A recent public opinion survey must have the military-industrial complex drooling. For a supposedly peace-loving nation, there's a growing segment of the population that wants even more intervention in foreign locations.
We, apparently foolishly, would have thought America to be tired of war. More than 10 years in both Afghanistan and Iraq might have resulted in the capture and killing of both Osama bin Laden and Saddam Hussein, but a hefty price was paid. Thousands of U.S. military and hundreds of thousands of foreign nationals died. The trillions of dollars spent have put undue pressure on necessary social programs here. And the region remains vastly destabilized compared to pre-invasion situations on the ground.
U.S. drone strikes continue in Pakistan, Syria, Iraq, Turkey and Somalia as the War on Terror continues. Limited military operations are taking place in Georgia, Djibouti, Kenya, Ethiopia, Yemen and Eritrea as well.
Yet a Pew Research Center poll released this week shows one-third of Americans believe the U.S. does too little to address global problems. We want more done to combat Islamic militants in Syria and Iraq, and at least initial steps taken against Russia for its encroachment on Ukraine.
We're a blood-thirsty lot.
The most dramatic shift in public opinion is found amongst conservatives. Tea party types, who appear willing to starve governments in every other department, are the most willing to step up U.S. military involvement. Some 54 percent of this group wants more action.
Again, reasonable people might think we've overextended ourselves already with little to show other than creating a more dangerous world. Count us among this faction.
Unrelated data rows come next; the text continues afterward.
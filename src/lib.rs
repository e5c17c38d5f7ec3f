//! # Dataset Evidence
//!
//! Audits a labeled image dataset split into train/val/test before training.
//!
//! ## What It Checks
//! - **Leakage** - augmented images that ended up in val or test
//! - **Exact duplicates** - byte-identical images in more than one split
//! - **Near duplicates** - visually close images in more than one split
//! - **Label sanity** - class ids outside the configured class list
//!
//! It also writes per-split file lists and per-class image counts.
//! Nothing in the dataset is modified; every finding is a report.
//!
//! ## Architecture
//! - `config` - The immutable audit configuration
//! - `core` - The audit engine
//! - `events` - Event-driven progress reporting
//! - `error` - Error types

pub mod config;
pub mod core;
pub mod error;
pub mod events;

// Re-export commonly used types at the crate root
pub use config::AuditConfig;
pub use error::{AuditError, Result};

/// Initialize tracing for the library.
///
/// Called once by the application entry point. `RUST_LOG` wins when set;
/// otherwise `verbose` selects `debug` over `warn`.
pub fn init_tracing(verbose: bool) {
    let default_filter = if verbose { "debug" } else { "warn" };
    let filter = tracing_subscriber::EnvFilter::try_from_default_env()
        .unwrap_or_else(|_| tracing_subscriber::EnvFilter::new(default_filter));

    // A subscriber installed earlier (e.g. by a test harness) stays in place
    let _ = tracing_subscriber::fmt()
        .with_env_filter(filter)
        .with_writer(std::io::stderr)
        .try_init();
}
We do not advocate an isolationist approach to current affairs. We cannot stand by while regimes are built that have zero concern for human rights or international agreements.
But we cannot police the world by ourselves. We cannot unilaterally decide who is right and who is wrong, and then bomb the bad guys back to the Stone Age.
We can place more reliance on existing partnerships such as NATO and the U.N., even if the same war-clamoring crowd distrusts those groups more than they do President Barack Obama. Heck, we can't even support attempts to curtail illegal international arms transfers for fear this somehow could undermine our sacred Second Amendment rights.
As a nation, we need to dial back our anger and demand for action. It's been 70 years since we fought a war that resulted in good triumphing over evil. Even our declared victories since World War II have been pyrrhic. When we create more avowed enemies than we kill in these military engagements, we're not advancing civilization. We're helping destroy it.